Binary payloads work the same way — hand fetch a Blob or BufferSource as the body. Here’s a <canvas> you can scribble on with the mouse; the “Submit” button ships the drawing to the server as a PNG:

<body style="margin:0">
  <canvas id="canvasElem" width="100" height="80" style="border:1px solid"></canvas>

  <input type="button" value="Submit" onclick="submit()">

  <script>
    canvasElem.onmousemove = function(e) {
      let ctx = canvasElem.getContext('2d');
      ctx.lineTo(e.clientX, e.clientY);
      ctx.stroke();
    };

    async function submit() {
      let blob = await new Promise(resolve => canvasElem.toBlob(resolve, 'image/png'));
      let response = await fetch('/article/fetch/post/image', {
        method: 'POST',
        body: blob
      });

      // the server replies with a confirmation and the image size
      let result = await response.json();
      alert(result.message);
    }

  </script>
</body>

There’s no Content-Type header in that fetch call, and that’s deliberate. A Blob already carries its own type — image/png here, because that’s what we passed to toBlob. For a Blob body, fetch uses that built-in type as the Content-Type automatically, so setting it by hand would just duplicate what the browser already knows.

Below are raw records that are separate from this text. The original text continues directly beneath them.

impl CatalogService {
    pub fn new(
        storage: Arc<Storage>,
        enrichment: Arc<EnrichmentCoordinator>,
        card_base_url: Option<String>,
    ) -> Self {
        Self {
            storage,
            enrichment,
            card_base_url: card_base_url.map(|base| base.trim_end_matches('/').to_string()),
        }
    }

    // -----------------------------------------------------------------------
    // Categories
    // -----------------------------------------------------------------------

    /// Create a category under an optional parent. Level is derived from the
    /// parent, never accepted from the caller.
    pub async fn create_category(&self, input: NewCategory) -> Result<Category> {
        let name = input.name.trim();
        if name.is_empty() {
            return Err(RepodexError::validation("category name cannot be empty"));
        }

        let level = match input.parent_id {
            Some(parent_id) => {
                let parent = self
                    .storage
                    .get_category(parent_id)
                    .await?
                    .ok_or_else(|| RepodexError::validation("parent category does not exist"))?;
                parent.level + 1
            }
            None => 0,
        };

        if level > MAX_CATEGORY_LEVEL {
            return Err(RepodexError::validation(
                "categories are limited to three levels",
            ));
        }

        self.storage.insert_category(name, input.parent_id, level).await
    }

    /// Rename and/or reparent a category. A parent change re-derives the
    /// level and shifts every descendant by the same delta in one
    /// transaction; cycles and over-deep results are rejected before any
    /// write.
    #[instrument(skip_all, fields(category_id = id))]
    pub async fn update_category(&self, id: i64, input: UpdateCategory) -> Result<Category> {
        let category = self
            .storage
            .get_category(id)
            .await?
            .ok_or_else(|| RepodexError::not_found("category not found"))?;

        let name = input.name.trim();
        if name.is_empty() {
            return Err(RepodexError::validation("category name cannot be empty"));
        }

        if input.parent_id == category.parent_id {
            // Rename only, level untouched.
            self.storage
                .update_category_tree(id, name, category.parent_id, category.level, &[])
                .await?;
        } else {
            if input.parent_id == Some(id) {
                return Err(RepodexError::validation(
                    "a category cannot be its own parent",
                ));
            }

            let all = self.storage.list_categories().await?;
            let children_of = children_index(&all);
            let descendants = collect_descendants(id, &children_of);

            if let Some(new_parent) = input.parent_id {
                if descendants.iter().any(|d| d.id == new_parent) {
                    return Err(RepodexError::validation(
                        "a category cannot be moved under its own descendant",
                    ));
                }
            }

            let new_level = match input.parent_id {
                Some(parent_id) => {
                    let parent = self
                        .storage
                        .get_category(parent_id)
                        .await?
                        .ok_or_else(|| {
                            RepodexError::validation("parent category does not exist")
                        })?;
                    parent.level + 1
                }
                None => 0,
            };

            if new_level > MAX_CATEGORY_LEVEL {
                return Err(RepodexError::validation(
                    "categories are limited to three levels",
                ));
            }
            if new_level + subtree_depth(id, &children_of) > MAX_CATEGORY_LEVEL {
                return Err(RepodexError::validation(
                    "moving here would push subcategories past the three-level limit",
                ));
            }

            let level_diff = new_level - category.level;
            let descendant_levels: Vec<(i64, i64)> = descendants
                .iter()
                .map(|d| (d.id, d.level + level_diff))
                .collect();

            self.storage
                .update_category_tree(id, name, input.parent_id, new_level, &descendant_levels)
                .await?;
        }

        self.storage
            .get_category(id)
            .await?
            .ok_or_else(|| RepodexError::not_found("category not found"))
    }

    /// Delete a category. Blocked while it has children or repositories.
    pub async fn delete_category(&self, id: i64) -> Result<()> {
        if self.storage.get_category(id).await?.is_none() {
            return Err(RepodexError::not_found("category not found"));
        }
        if self.storage.count_children(id).await? > 0 {
            return Err(RepodexError::conflict(
                "category still has subcategories and cannot be deleted",
            ));
        }
        if self.storage.count_repositories_in_category(id).await? > 0 {
            return Err(RepodexError::conflict(
                "category still has repositories and cannot be deleted",
            ));
        }

        self.storage.delete_category(id).await
    }

    /// Build the category forest. The public variant drops every subtree
    /// with no repositories anywhere beneath it, while keeping empty
    /// intermediate nodes that connect an ancestor to a populated
    /// descendant.
    pub async fn category_tree(&self, public_only: bool) -> Result<Vec<CategoryNode>> {
        let categories = self.storage.list_categories().await?;
        let children_of = children_index(&categories);

        let mut repos_by_category: HashMap<i64, Vec<String>> = HashMap::new();
        for (category_id, name) in self.storage.repository_names_by_category().await? {
            repos_by_category.entry(category_id).or_default().push(name);
        }

        Ok(categories
            .iter()
            .filter(|c| c.parent_id.is_none())
            .filter_map(|root| build_node(root, &children_of, &repos_by_category, public_only))
            .collect())
    }

    /// Flat category list for pickers.
    pub async fn flat_categories(&self) -> Result<Vec<Category>> {
        self.storage.list_categories().await
    }

    // -----------------------------------------------------------------------
    // Repositories
    // -----------------------------------------------------------------------

    /// Catalog a new repository. With `auto_summary`, a blank description
    /// falls back to the URL as a visible placeholder and a background
    /// enrichment job is queued; the caller never waits on it.
    #[instrument(skip_all, fields(url = %input.github_url))]
    pub async fn create_repository(&self, input: NewRepository) -> Result<Repository> {
        let name = input.name.trim();
        if name.is_empty() {
            return Err(RepodexError::validation("repository name cannot be empty"));
        }

        let github_url = input.github_url.trim().to_string();
        let description = input
            .description
            .as_deref()
            .map(str::trim)
            .filter(|d| !d.is_empty())
            .map(str::to_string);
        let description = if input.auto_summary {
            description.unwrap_or_else(|| github_url.clone())
        } else {
            description.ok_or_else(|| {
                RepodexError::validation("repository description cannot be empty")
            })?
        };

        let (owner, repo_name) = parse_github_url(&github_url)?;

        if self.storage.get_category(input.category_id).await?.is_none() {
            return Err(RepodexError::validation("category does not exist"));
        }
        if self.storage.get_repository_by_url(&github_url).await?.is_some() {
            return Err(RepodexError::conflict(
                "this repository is already cataloged",
            ));
        }

        let repo = self
            .storage
            .insert_repository(
                name,
                &github_url,
                &owner,
                &repo_name,
                input.category_id,
                Some(&description),
            )
            .await?;

        if input.auto_summary {
            self.enrichment.spawn(repo.id, repo.github_url.clone());
        }

        Ok(repo)
    }

    /// Update a repository in place. Enrichment is not re-triggered.
    pub async fn update_repository(&self, id: i64, input: UpdateRepository) -> Result<Repository> {
        if self.storage.get_repository(id).await?.is_none() {
            return Err(RepodexError::not_found("repository not found"));
        }

        let name = input.name.trim();
        if name.is_empty() {
            return Err(RepodexError::validation("repository name cannot be empty"));
        }
        let description = input
            .description
            .as_deref()
            .map(str::trim)
            .filter(|d| !d.is_empty())
            .ok_or_else(|| RepodexError::validation("repository description cannot be empty"))?;

        let github_url = input.github_url.trim().to_string();
        let (owner, repo_name) = parse_github_url(&github_url)?;

        if self.storage.get_category(input.category_id).await?.is_none() {
            return Err(RepodexError::validation("category does not exist"));
        }
        if let Some(existing) = self.storage.get_repository_by_url(&github_url).await? {
            if existing.id != id {
                return Err(RepodexError::conflict(
                    "another repository already uses this URL",
                ));
            }
        }

        self.storage
            .update_repository(
                id,
                name,
                &github_url,
                &owner,
                &repo_name,
                input.category_id,
                Some(description),
            )
            .await?;

        self.storage
            .get_repository(id)
            .await?
            .ok_or_else(|| RepodexError::not_found("repository not found"))
    }

    /// Delete a repository.
    pub async fn delete_repository(&self, id: i64) -> Result<()> {
        if self.storage.get_repository(id).await?.is_none() {
            return Err(RepodexError::not_found("repository not found"));
        }
        self.storage.delete_repository(id).await
    }

    /// Paginated repository listing, newest first, projected with category
    /// paths and live processing flags.
    pub async fn list_repositories(
        &self,
        query: Option<&str>,
        category_id: Option<i64>,
        page: u32,
        page_size: u32,
    ) -> Result<Page<RepositoryView>> {
        let page = page.max(1);
        let page_size = page_size.clamp(1, 100);
        let query = query.map(str::trim).filter(|q| !q.is_empty());

        let total = self.storage.count_repositories(query, category_id).await?;
        let offset = u64::from(page - 1) * u64::from(page_size);
        let rows = self
            .storage
            .list_repositories(query, category_id, offset, u64::from(page_size))
            .await?;

        let categories: HashMap<i64, Category> = self
            .storage
            .list_categories()
            .await?
            .into_iter()
            .map(|c| (c.id, c))
            .collect();

        let items = rows
            .into_iter()
            .map(|repo| self.project(repo, &categories))
            .collect();

        Ok(Page {
            items,
            total,
            page,
            page_size,
            has_more: u64::from(page) * u64::from(page_size) < total,
        })
    }

    /// Project a repository row into its API view, resolving the ancestor
    /// path root-first.
    fn project(&self, repo: Repository, categories: &HashMap<i64, Category>) -> RepositoryView {
        let mut path = Vec::new();
        let mut cursor = categories.get(&repo.category_id);
        while let Some(category) = cursor {
            path.push(CategoryPathEntry {
                id: category.id,
                name: category.name.clone(),
                level: category.level,
            });
            cursor = category.parent_id.and_then(|pid| categories.get(&pid));
        }
        path.reverse();

        let card_url = self
            .card_base_url
            .as_deref()
            .map(|base| format!("{base}/github/{}/{}", repo.owner, repo.repo_name));

        RepositoryView {
            id: repo.id,
            name: repo.name,
            owner: repo.owner,
            repo_name: repo.repo_name,
            github_url: repo.github_url,
            category_id: repo.category_id,
            category_name: categories.get(&repo.category_id).map(|c| c.name.clone()),
            category_path: path,
            card_url,
            description: repo.description,
            is_processing: self.enrichment.is_in_progress(repo.id),
            added_at: repo.added_at,
        }
    }
}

Scribble on the canvas below and hit Export as Blob. We stop short of the network, but this is exactly the Blob you’d pass as the fetch body — note the type it carries on its own:

interactivecanvas drawing to a PNG Blob

The same submit() written with promise chaining instead of async/await:

function submit() {
  canvasElem.toBlob(function(blob) {
    fetch('/article/fetch/post/image', {
      method: 'POST',
      body: blob
    })
      .then(response => response.json())
      .then(result => alert(JSON.stringify(result, null, 2)))
  }, 'image/png');
}

Summary

A typical fetch is two awaits: one for the headers, one for the body.

let response = await fetch(url, options); // resolves with response headers
let result = await response.json(); // reads body as json

Or as a promise chain:

fetch(url, options)
  .then(response => response.json())
  .then(result => /* process result */)

Response properties worth knowing:

  • response.status — the HTTP status code,
  • response.oktrue when the status is 200–299,
  • response.headers — a Map-like object of the response headers.

Methods to read the body (pick exactly one per response):

  • response.text() — the body as text,
  • response.json() — the body parsed as JSON,
  • response.formData() — the body as a FormData object (multipart/form-data; see the next chapter),
  • response.blob() — the body as a Blob (binary data with a type),
  • response.arrayBuffer() — the body as an ArrayBuffer (low-level binary data).

Request options covered so far:

  • method — the HTTP method,
  • headers — an object of request headers (with a browser-controlled forbidden list),
  • body — the data to send: a string, FormData, BufferSource, Blob, or URLSearchParams.

The chapters ahead layer on more fetch options and real-world scenarios — tracking progress, aborting requests, and handling cross-origin calls.